The coast may be clearing on interest rates but a spluttering economy
still has the power to check runaway stock markets.
What investors have to work out is how much the economic drag is simply
the condition for relief on rates. Friday's release of January's U.S.
employment report will provide some clues - but Big Tech gave its own
readout on Thursday.
Underwhelming quarterly results from mega cap technology giants Apple,
Alphabet and Amazon provided the reality check after the bell late on
Thursday - enough to send their share prices down 3%-5% in out-of-hours
trading and knock futures on this week's soaring Nasdaq and S&P500
indices back about 1% too.
The updates have been enough to curb what had been the best three days
for Wall St indices in about four months - after the best January for
the Nasdaq in 22 years - as investors bet the U.S. Federal Reserve's
credit squeeze is near done.
Apple earnings fell short of expectations and it forecast revenue would
fall for a second quarter in a row.

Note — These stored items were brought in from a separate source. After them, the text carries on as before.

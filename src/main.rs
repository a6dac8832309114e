//! jobq demo - drive a queue through its paces
//!
//! Pushes a batch of sample jobs with mixed priorities (one of them
//! failing), prints every event the queue emits, and exits once the queue
//! reports drain.

use std::time::Duration;

use clap::Parser;
use colored::Colorize;
use eyre::Result;
use rand::Rng;
use serde_json::json;
use tracing::info;

use jobq::{EventKind, JobQueue, QueueConfig, QueueEvent};

#[derive(Parser)]
#[command(name = "jobq", about = "In-process priority job queue demo")]
struct Cli {
    /// Maximum simultaneous running jobs
    #[arg(long, default_value_t = 10)]
    concurrency: usize,

    /// Stats event period in milliseconds
    #[arg(long, default_value_t = 2000)]
    stats_interval: u64,

    /// Number of sample jobs to push
    #[arg(long, default_value_t = 8)]
    jobs: usize,

    /// Enable debug logging
    #[arg(short, long)]
    verbose: bool,
}

/// The failing job and the awaited urgent job pushed after the batch
const SHOWCASE_JOBS: usize = 2;

/// The queue caps pending + running at the concurrency limit, so the sample
/// batch must leave room for the showcase jobs or the pushes get rejected
fn sample_batch_size(jobs: usize, limit: usize) -> usize {
    jobs.min(limit.saturating_sub(SHOWCASE_JOBS))
}

fn setup_logging(verbose: bool) {
    let level = if verbose { tracing::Level::DEBUG } else { tracing::Level::INFO };

    tracing_subscriber::fmt()
        .with_writer(std::io::stderr)
        .with_env_filter(tracing_subscriber::EnvFilter::from_default_env().add_directive(level.into()))
        .init();
}

#[tokio::main]
async fn main() -> Result<()> {
    let cli = Cli::parse();
    setup_logging(cli.verbose);

    let queue = JobQueue::new(QueueConfig {
        concurrency_limit: cli.concurrency,
        stats_interval_ms: cli.stats_interval,
    });

    // Drain fires once the queue goes fully idle; that's our exit signal
    let (drain_tx, mut drain_rx) = tokio::sync::mpsc::unbounded_channel();

    queue.on(EventKind::Done, |event| {
        if let QueueEvent::Done { id, result } = event {
            println!("{} job {} -> {}", "done ".green(), id, result);
        }
    });
    queue.on(EventKind::Error, |event| {
        if let QueueEvent::Error { id, error } = event {
            println!("{} job {} -> {}", "error".red(), id, error);
        }
    });
    queue.on(EventKind::Stats, |event| {
        if let QueueEvent::Stats { jobs_per_second } = event {
            println!("{} {:.1} jobs/s", "stats".blue(), jobs_per_second);
        }
    });
    queue.on(EventKind::Drain, move |_| {
        println!("{}", "drain: no more jobs to do".yellow());
        let _ = drain_tx.send(());
    });

    // A batch of sleepy jobs with mixed priorities, sized to fit capacity
    let batch = sample_batch_size(cli.jobs, queue.concurrency_limit());
    if batch < cli.jobs {
        println!(
            "{} capacity {} fits {} sample jobs alongside the showcase jobs",
            "note ".yellow(),
            queue.concurrency_limit(),
            batch
        );
    }

    for n in 0..batch {
        let priority = rand::rng().random_range(1..=10);
        let latency = Duration::from_millis(rand::rng().random_range(50..250));

        queue
            .push(
                async move {
                    tokio::time::sleep(latency).await;
                    Ok(json!({ "job": n, "slept_ms": latency.as_millis() as u64 }))
                },
                Some(priority),
            )
            .await?;
    }

    // One job that fails, to show containment
    let failing = match queue
        .push(async { Err(eyre::eyre!("simulated failure")) }, Some(4))
        .await
    {
        Ok(id) => Some(id),
        Err(err) => {
            println!("{} {}", "push ".red(), err);
            None
        }
    };

    // And one urgent job we explicitly wait on
    let urgent = match queue
        .push(
            async {
                tokio::time::sleep(Duration::from_millis(30)).await;
                Ok(json!("urgent finished"))
            },
            Some(1),
        )
        .await
    {
        Ok(id) => Some(id),
        Err(err) => {
            println!("{} {}", "push ".red(), err);
            None
        }
    };

    info!(pending = queue.queue_len().await, "starting dispatch");
    queue.start().await?;

    if let Some(urgent) = urgent {
        match queue.wait_for(urgent).await {
            Ok(result) => println!("{} job {} -> {}", "await".cyan(), urgent, result),
            Err(err) => println!("{} job {} -> {}", "await".cyan(), urgent, err),
        }
    }
    if let Some(failing) = failing
        && let Err(err) = queue.wait_for(failing).await
    {
        println!("{} job {} -> {}", "await".cyan(), failing, err);
    }

    drain_rx.recv().await;
    queue.pause().await;

    let snapshot = queue.snapshot().await;
    println!(
        "processed {} jobs (pending {}, running {})",
        snapshot.processed, snapshot.pending, snapshot.running
    );

    Ok(())
}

But even though iPhone sales fell
for the first time since 2020, it said sales were likely to improve as
production had returned to normal in China after COVID-related
shutdowns.
Data on Friday backed that assertion as China's services sector activity
in January expanded for the first time in five months. Spending and
travel got a boost from the lifting of stringent COVID-19 curbs and
business confidence hit near 12-year highs.
But Alphabet also posted fourth-quarter profit and sales short of
expectations as Google's advertising clients pulled back spending from a
period of pandemic-led excess.
And Amazon said operating profit could fall to zero in the current
quarter as savings from layoffs do not make up for the financial impact
of consumers and cloud customers clamping down on spending.
To what extent layoffs in the tech sector are fanning out across the
economy will be monitored in the payrolls report later and the Fed will
be watching wage growth like a hawk.
Payrolls are expected to have risen by another brisk 185,000 last month,
although the unemployment rate likely ticked up to 3.6% from a more than
50-year low of 3.5% in December.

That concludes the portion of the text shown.